Empowering Ekangalaís learners through mining

Written by: Dimpho Mogale

The learners of Ekangala Engineering School of Specialisation are obtaining a range of critical skills suitable for the mining sector, thanks to a new curriculum. 

The new school of specialisation is the 21st to be launched by Gauteng Education MEC Panyaza Lesufi, and its curriculum focuses on skills needed in the mining sector.

It is located at Ekangala in Bronkhorstspruit, which is home to several mines, including Petra Diamonds in nearby Cullinan.

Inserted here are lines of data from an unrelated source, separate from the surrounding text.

// Read-only text popups

use crate::geometry::layout::{popup_size, LINE_SPACING};
use crate::geometry::{Color, Point, Rect};
use crate::state::window::Window;
use crate::surface::{FontStyle, RectStyle, Surface, TextMetrics};

const PADDING: i32 = 20;
const BACKGROUND: Color = Color::rgb(200, 200, 200);

pub const HELP_LINES: [&str; 15] = [
    "Help Menu:",
    "1. Right-click on a window to open the context menu.",
    "2. Use the 'RGB' option to adjust the window's color dynamically.",
    "3. Use 'New Option' to create dynamic menu items.",
    "4. Use the taskbar to restore minimized windows.",
    "5. Drag a window by clicking and holding the title bar.",
    "6. Resize a window using the handle at the bottom-right corner.",
    "7. Use the 'Help' option to open this help menu.",
    "8. Keyboard Shortcuts:",
    "   - Ctrl+N: Open a new window.",
    "   - Ctrl+W: Minimize the selected window.",
    "   - Ctrl+F: Toggle fullscreen mode.",
    "9. Taskbar interaction: Minimized windows appear in the taskbar.",
    "   Click their buttons to restore them.",
    "10. Use the main menu for window-specific actions.",
];

/// Panel sized to fit its lines, which are drawn one per row inside the padding
#[derive(Debug, Clone, PartialEq)]
struct TextPanel {
    rect: Rect,
    lines: Vec<String>,
}

impl TextPanel {
    fn new(origin: Point, lines: Vec<String>, metrics: &dyn TextMetrics) -> Self {
        let size = popup_size(&lines, metrics, FontStyle::Regular, PADDING);
        Self {
            rect: Rect::new(origin.x, origin.y, size.width, size.height),
            lines,
        }
    }

    fn draw(&self, surface: &mut dyn Surface) {
        surface.fill_rect(self.rect, BACKGROUND, RectStyle::FILL);
        surface.fill_rect(self.rect, Color::BLACK, RectStyle::outline(2));

        let step = surface.line_height(FontStyle::Regular) + LINE_SPACING;
        let mut y = self.rect.y + PADDING;
        for line in &self.lines {
            surface.draw_text(line, Point::new(self.rect.x + PADDING, y), Color::BLACK, FontStyle::Regular);
            y += step;
        }
    }
}

/// Usage and shortcut reference
#[derive(Debug, Clone, PartialEq)]
pub struct HelpWindow {
    panel: TextPanel,
}

impl HelpWindow {
    pub fn new(origin: Point, metrics: &dyn TextMetrics) -> Self {
        let lines = HELP_LINES.iter().map(|l| l.to_string()).collect();
        Self {
            panel: TextPanel::new(origin, lines, metrics),
        }
    }

    pub fn draw(&self, surface: &mut dyn Surface) {
        self.panel.draw(surface);
    }
}

impl Window for HelpWindow {
    fn rect(&self) -> Rect {
        self.panel.rect
    }

    fn title(&self) -> &str {
        "Help"
    }
}

/// Placeholder panel for a named submenu
#[derive(Debug, Clone, PartialEq)]
pub struct SubmenuWindow {
    title: String,
    panel: TextPanel,
}

impl SubmenuWindow {
    pub fn new(origin: Point, title: &str, metrics: &dyn TextMetrics) -> Self {
        let lines = vec![
            format!("Submenu: {}", title),
            "Placeholder text for the submenu.".to_string(),
            "More information can be added here.".to_string(),
        ];
        Self {
            title: title.to_string(),
            panel: TextPanel::new(origin, lines, metrics),
        }
    }

    pub fn draw(&self, surface: &mut dyn Surface) {
        self.panel.draw(surface);
    }
}

impl Window for SubmenuWindow {
    fn rect(&self) -> Rect {
        self.panel.rect
    }

    fn title(&self) -> &str {
        &self.title
    }
}
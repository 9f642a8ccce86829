use serde::{Deserialize, Serialize};
use std::path::{Path, PathBuf};
use std::time::Duration;
use thiserror::Error;
use tracing::info;

use crate::geometry::Size;
use crate::surface::MonospaceMetrics;

/// Env var naming a JSON config file
pub const CONFIG_ENV: &str = "DESKWM_CONFIG";

#[derive(Debug, Error)]
pub enum ConfigError {
    #[error("failed to read config {path}: {source}")]
    Io {
        path: PathBuf,
        #[source]
        source: std::io::Error,
    },
    #[error("malformed config: {0}")]
    Parse(#[from] serde_json::Error),
    #[error("invalid config field `{field}`: {reason}")]
    Invalid { field: &'static str, reason: String },
}

/// Desktop settings. Every field falls back to its default when absent.
#[derive(Debug, Clone, PartialEq, Eq, Serialize, Deserialize)]
#[serde(default)]
pub struct DesktopConfig {
    pub windowed_width: i32,
    pub windowed_height: i32,
    pub taskbar_height: i32,
    /// Pixel size of one glyph (one terminal cell)
    pub glyph_width: i32,
    pub glyph_height: i32,
    /// Seed for new-window placement
    pub spawn_seed: u64,
    pub start_fullscreen: bool,
    pub frame_interval_ms: u64,
    pub log_file: PathBuf,
}

impl Default for DesktopConfig {
    fn default() -> Self {
        Self {
            windowed_width: 800,
            windowed_height: 600,
            taskbar_height: 40,
            glyph_width: 8,
            glyph_height: 16,
            spawn_seed: 0x5eed_d35c,
            start_fullscreen: false,
            frame_interval_ms: 16,
            log_file: PathBuf::from("deskwm.log"),
        }
    }
}

impl DesktopConfig {
    pub fn from_json(json: &str) -> Result<Self, ConfigError> {
        let config: DesktopConfig = serde_json::from_str(json)?;
        config.validate()?;
        Ok(config)
    }

    pub fn load(path: &Path) -> Result<Self, ConfigError> {
        let json = std::fs::read_to_string(path).map_err(|source| ConfigError::Io {
            path: path.to_path_buf(),
            source,
        })?;
        let config = Self::from_json(&json)?;
        info!("[Config] loaded {}", path.display());
        Ok(config)
    }

    /// Load the file named by `DESKWM_CONFIG`, or use defaults when unset
    pub fn from_env() -> Result<Self, ConfigError> {
        match std::env::var_os(CONFIG_ENV) {
            Some(path) => Self::load(Path::new(&path)),
            None => Ok(Self::default()),
        }
    }

    pub fn validate(&self) -> Result<(), ConfigError> {
        fn invalid(field: &'static str, reason: impl Into<String>) -> Result<(), ConfigError> {
            Err(ConfigError::Invalid {
                field,
                reason: reason.into(),
            })
        }

        if self.windowed_width < 1 {
            return invalid("windowed_width", "must be at least 1");
        }
        if self.windowed_height < 1 {
            return invalid("windowed_height", "must be at least 1");
        }
        if self.taskbar_height < 1 || self.taskbar_height >= self.windowed_height {
            return invalid(
                "taskbar_height",
                format!("must be in 1..{}", self.windowed_height),
            );
        }
        if self.glyph_width < 1 {
            return invalid("glyph_width", "must be at least 1");
        }
        if self.glyph_height < 1 {
            return invalid("glyph_height", "must be at least 1");
        }
        if self.frame_interval_ms < 1 {
            return invalid("frame_interval_ms", "must be at least 1");
        }
        Ok(())
    }

    pub fn metrics(&self) -> MonospaceMetrics {
        MonospaceMetrics::new(self.glyph_width, self.glyph_height)
    }

    pub fn windowed_size(&self) -> Size {
        Size::new(self.windowed_width, self.windowed_height)
    }

    pub fn frame_interval(&self) -> Duration {
        Duration::from_millis(self.frame_interval_ms)
    }
}
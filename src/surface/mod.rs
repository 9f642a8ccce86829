// Drawing surface contract consumed by every draw method

pub mod recording;
pub mod terminal;

use crate::geometry::{Color, Point, Rect, Size};

pub use recording::{DrawOp, RecordingSurface};
pub use terminal::TerminalSurface;

/// Font weight for rendered text
#[derive(Debug, Clone, Copy, PartialEq, Eq)]
pub enum FontStyle {
    Regular,
    Bold,
}

/// Pixel metrics of rendered text
pub trait TextMetrics {
    /// Width/height in pixels of `text` rendered on a single line
    fn text_size(&self, text: &str, style: FontStyle) -> Size;

    /// Height of one line of text
    fn line_height(&self, style: FontStyle) -> i32 {
        self.text_size("", style).height
    }
}

/// Fixed-pitch metrics: every glyph occupies one `glyph_width` x `glyph_height` cell
#[derive(Debug, Clone, Copy, PartialEq, Eq)]
pub struct MonospaceMetrics {
    pub glyph_width: i32,
    pub glyph_height: i32,
}

impl MonospaceMetrics {
    pub const fn new(glyph_width: i32, glyph_height: i32) -> Self {
        Self {
            glyph_width,
            glyph_height,
        }
    }
}

impl Default for MonospaceMetrics {
    fn default() -> Self {
        Self::new(8, 16)
    }
}

impl TextMetrics for MonospaceMetrics {
    fn text_size(&self, text: &str, _style: FontStyle) -> Size {
        Size::new(
            text.chars().count() as i32 * self.glyph_width,
            self.glyph_height,
        )
    }
}

/// How a rectangle is painted
#[derive(Debug, Clone, Copy, PartialEq, Eq)]
pub struct RectStyle {
    /// Corner radius, 0 for square corners
    pub radius: i32,
    /// `Some(width)` strokes the outline only; `None` fills
    pub outline: Option<i32>,
}

impl RectStyle {
    pub const FILL: RectStyle = RectStyle {
        radius: 0,
        outline: None,
    };

    pub const fn outline(width: i32) -> Self {
        Self {
            radius: 0,
            outline: Some(width),
        }
    }

    pub const fn rounded(self, radius: i32) -> Self {
        Self {
            radius,
            outline: self.outline,
        }
    }
}

/// Text rendered once, ready to be blitted
#[derive(Debug, Clone, PartialEq, Eq)]
pub struct TextBitmap {
    pub text: String,
    pub color: Color,
    pub style: FontStyle,
    pub size: Size,
}

/// Primitive drawing operations. Coordinates are screen pixels.
pub trait Surface: TextMetrics {
    fn fill_rect(&mut self, rect: Rect, color: Color, style: RectStyle);

    fn draw_line(&mut self, from: Point, to: Point, color: Color, width: i32);

    /// Place previously rendered text with its top-left corner at `at`
    fn blit(&mut self, bitmap: &TextBitmap, at: Point);

    /// Render `text` to a bitmap whose size comes from the surface metrics
    fn render_text(&mut self, text: &str, color: Color, style: FontStyle) -> TextBitmap {
        TextBitmap {
            text: text.to_string(),
            color,
            style,
            size: self.text_size(text, style),
        }
    }

    /// Render and blit in one step, returning the rendered size
    fn draw_text(&mut self, text: &str, at: Point, color: Color, style: FontStyle) -> Size {
        let bitmap = self.render_text(text, color, style);
        self.blit(&bitmap, at);
        bitmap.size
    }
}
// Headless surface that records every primitive in call order

use super::{FontStyle, MonospaceMetrics, RectStyle, Surface, TextBitmap, TextMetrics};
use crate::geometry::{Color, Point, Rect, Size};

#[derive(Debug, Clone, PartialEq, Eq)]
pub enum DrawOp {
    Fill {
        rect: Rect,
        color: Color,
        style: RectStyle,
    },
    Line {
        from: Point,
        to: Point,
        color: Color,
        width: i32,
    },
    Text {
        text: String,
        at: Point,
        color: Color,
    },
}

#[derive(Debug, Default)]
pub struct RecordingSurface {
    metrics: MonospaceMetrics,
    pub ops: Vec<DrawOp>,
}

impl RecordingSurface {
    pub fn new(metrics: MonospaceMetrics) -> Self {
        Self {
            metrics,
            ops: Vec::new(),
        }
    }

    /// All blitted strings, in draw order
    pub fn texts(&self) -> Vec<&str> {
        self.ops
            .iter()
            .filter_map(|op| match op {
                DrawOp::Text { text, .. } => Some(text.as_str()),
                _ => None,
            })
            .collect()
    }

    /// Index of the first text op equal to `text`
    pub fn position_of_text(&self, text: &str) -> Option<usize> {
        self.ops
            .iter()
            .position(|op| matches!(op, DrawOp::Text { text: t, .. } if t == text))
    }

    pub fn clear(&mut self) {
        self.ops.clear();
    }
}

impl TextMetrics for RecordingSurface {
    fn text_size(&self, text: &str, style: FontStyle) -> Size {
        self.metrics.text_size(text, style)
    }
}

impl Surface for RecordingSurface {
    fn fill_rect(&mut self, rect: Rect, color: Color, style: RectStyle) {
        self.ops.push(DrawOp::Fill { rect, color, style });
    }

    fn draw_line(&mut self, from: Point, to: Point, color: Color, width: i32) {
        self.ops.push(DrawOp::Line {
            from,
            to,
            color,
            width,
        });
    }

    fn blit(&mut self, bitmap: &TextBitmap, at: Point) {
        self.ops.push(DrawOp::Text {
            text: bitmap.text.clone(),
            at,
            color: bitmap.color,
        });
    }
}
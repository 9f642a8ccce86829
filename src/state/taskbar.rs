use tracing::info;

use super::window::{Window, WindowId};
use super::WindowManager;
use crate::geometry::{Color, Point, Rect, ScreenGeometry};
use crate::input_handler::InputEvent;
use crate::surface::{FontStyle, RectStyle, Surface};

const TASKBAR_COLOR: Color = Color::rgb(50, 50, 50);
const BUTTON_COLOR: Color = Color::rgb(100, 100, 100);
const BUTTON_WIDTH: i32 = 100;
const BUTTON_SPACING: i32 = 10;

/// Strip pinned to the bottom of the screen with one button per minimized window
#[derive(Debug)]
pub struct Taskbar {
    rect: Rect,
    /// Insertion order is button order
    minimized: Vec<WindowId>,
}

impl Taskbar {
    pub fn new(screen: &ScreenGeometry) -> Self {
        Self {
            rect: screen.taskbar_rect(),
            minimized: Vec::new(),
        }
    }

    pub fn rect(&self) -> Rect {
        self.rect
    }

    /// Re-pin to the bottom of a resized screen
    pub fn relayout(&mut self, screen: &ScreenGeometry) {
        self.rect = screen.taskbar_rect();
    }

    pub fn windows(&self) -> &[WindowId] {
        &self.minimized
    }

    pub fn contains(&self, id: WindowId) -> bool {
        self.minimized.contains(&id)
    }

    /// Add a button at the end; no-op if already present
    pub fn add(&mut self, id: WindowId) {
        if !self.contains(id) {
            self.minimized.push(id);
        }
    }

    pub fn remove(&mut self, id: WindowId) -> bool {
        let before = self.minimized.len();
        self.minimized.retain(|w| *w != id);
        before != self.minimized.len()
    }

    pub fn button_rect(&self, index: usize) -> Rect {
        Rect::new(
            BUTTON_SPACING + index as i32 * (BUTTON_WIDTH + BUTTON_SPACING),
            self.rect.y + 5,
            BUTTON_WIDTH,
            self.rect.height - 10,
        )
    }

    pub fn button_at(&self, point: Point) -> Option<WindowId> {
        self.minimized
            .iter()
            .enumerate()
            .find(|(index, _)| self.button_rect(*index).contains(point))
            .map(|(_, id)| *id)
    }

    /// A left click on a button restores that window, drops its button and
    /// raises it. Returns the restored window.
    pub fn handle_event(&mut self, event: &InputEvent, windows: &mut WindowManager) -> Option<WindowId> {
        let pos = event.is_left_press()?;
        let id = self.button_at(pos)?;
        self.remove(id);

        let window = windows.get_mut(id)?;
        window.restore();
        info!("[Taskbar] restored '{}' to {:?}", window.title, window.rect());
        windows.bring_to_front(id);
        Some(id)
    }

    pub fn draw(&self, surface: &mut dyn Surface, windows: &WindowManager) {
        surface.fill_rect(self.rect, TASKBAR_COLOR, RectStyle::FILL);

        for (index, id) in self.minimized.iter().enumerate() {
            let button = self.button_rect(index);
            surface.fill_rect(button, BUTTON_COLOR, RectStyle::FILL);
            surface.fill_rect(button, Color::WHITE, RectStyle::outline(2));
            if let Some(window) = windows.get(*id) {
                surface.draw_text(
                    window.title(),
                    Point::new(button.x + 5, button.y + 10),
                    Color::WHITE,
                    FontStyle::Regular,
                );
            }
        }
    }
}

#[cfg(test)]
mod tests {
    use super::*;
    use crate::geometry::Size;
    use crate::input_handler::MouseButton;

    fn screen() -> ScreenGeometry {
        ScreenGeometry::new(Size::new(800, 600), 40)
    }

    #[test]
    fn test_buttons_laid_out_left_to_right() {
        let mut taskbar = Taskbar::new(&screen());
        let a = WindowId::new();
        let b = WindowId::new();
        taskbar.add(a);
        taskbar.add(b);
        taskbar.add(a);
        assert_eq!(taskbar.windows(), &[a, b]);
        assert_eq!(taskbar.button_rect(0), Rect::new(10, 565, 100, 30));
        assert_eq!(taskbar.button_rect(1), Rect::new(120, 565, 100, 30));
        assert_eq!(taskbar.button_at(Point::new(130, 570)), Some(b));
        assert_eq!(taskbar.button_at(Point::new(115, 570)), None);
    }

    #[test]
    fn test_click_restores_and_raises() {
        let mut windows = WindowManager::new();
        let first = windows.spawn_window("First", Rect::new(100, 100, 300, 200));
        windows.spawn_window("Second", Rect::new(200, 100, 300, 200));
        let mut taskbar = Taskbar::new(&screen());

        windows.get_mut(first).unwrap().minimize();
        taskbar.add(first);

        let restored = taskbar.handle_event(&InputEvent::press(MouseButton::Left, 20, 570), &mut windows);
        assert_eq!(restored, Some(first));
        assert!(taskbar.windows().is_empty());
        assert_eq!(windows.topmost().map(|w| w.id()), Some(first));
        assert!(!windows.get(first).unwrap().is_minimized());
    }

    #[test]
    fn test_relayout_follows_screen() {
        let mut taskbar = Taskbar::new(&screen());
        taskbar.relayout(&ScreenGeometry::new(Size::new(1024, 768), 40));
        assert_eq!(taskbar.rect(), Rect::new(0, 728, 1024, 40));
    }
}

School principal Zanele Tjiana says the idea to change the name and curriculum of the former Ekangala Comprehensive High School to Ekangala Engineering School of Specialisation came from the Premier’s Office.

“I supported the idea and highlighted the fact that many people in our community are unemployed because many factories have shut down. The school now focuses on mining because Ekangala is surrounded by mines,” she says. 

The school now offers technical subjects and a dynamic curriculum that teaches welding, fitting and turning, automotive mechanical engineering, electrical engineering, excavation and mining skills.Zanele Tjiana, the principal of Ekangala Engineering School of Specialisation.

According to MEC Lesufi, recent statistics show that 85% of matric learners go to university after matric and become academics. Schools of specialisation will help create more artisans and technically skilled people.

“Learners in such schools will be able to either work immediately at industry-leading companies, or they will embark on entrepreneurship and start their own businesses,” he says.

The school has partnered with Petra Diamonds to arrange field trips for the learners to the mines so that they can explore career opportunities in the industry. Petra is also sponsoring bursaries for learners from Grade 10 right through to tertiary level. Currently, three youngsters have bursaries to study at the University of Pretoria. Two of them achieved 100% in mathematics and physical science. A Grade 10 learner is also benefitting from the partnership.

School fees are R800 per year and in exchange, learners receive a quality education.    According to the Department of Basic Education, if parents who, for whatever reason, cannot afford school fees and needs assistance to apply for exemption or lodge an appeal, they may request the school fees committee chairperson or any members of the School Fees Committee to assist him or her in making the application. The School Fees Committee must respond in writing to the parents on the outcome of their application within 14 days of applying. The school achieved an 80% matric pass rate in 2021 and hopes to increase this to 90% this year.

There are currently 1 061 learners from Grade 8 to Grade 12. One learner, Sihle Sibanyoni (17), who is in Grade 11, enjoys electronics, technical mathematics and technical sciences subjects. “I want to become an electrical engineer and ‘the next big thing’ in the mining industry,” she says.

To be admitted to the school, applicants who have passed Grade 7 must pass an aptitude test with an average of 60% in mathematics, English and natural science.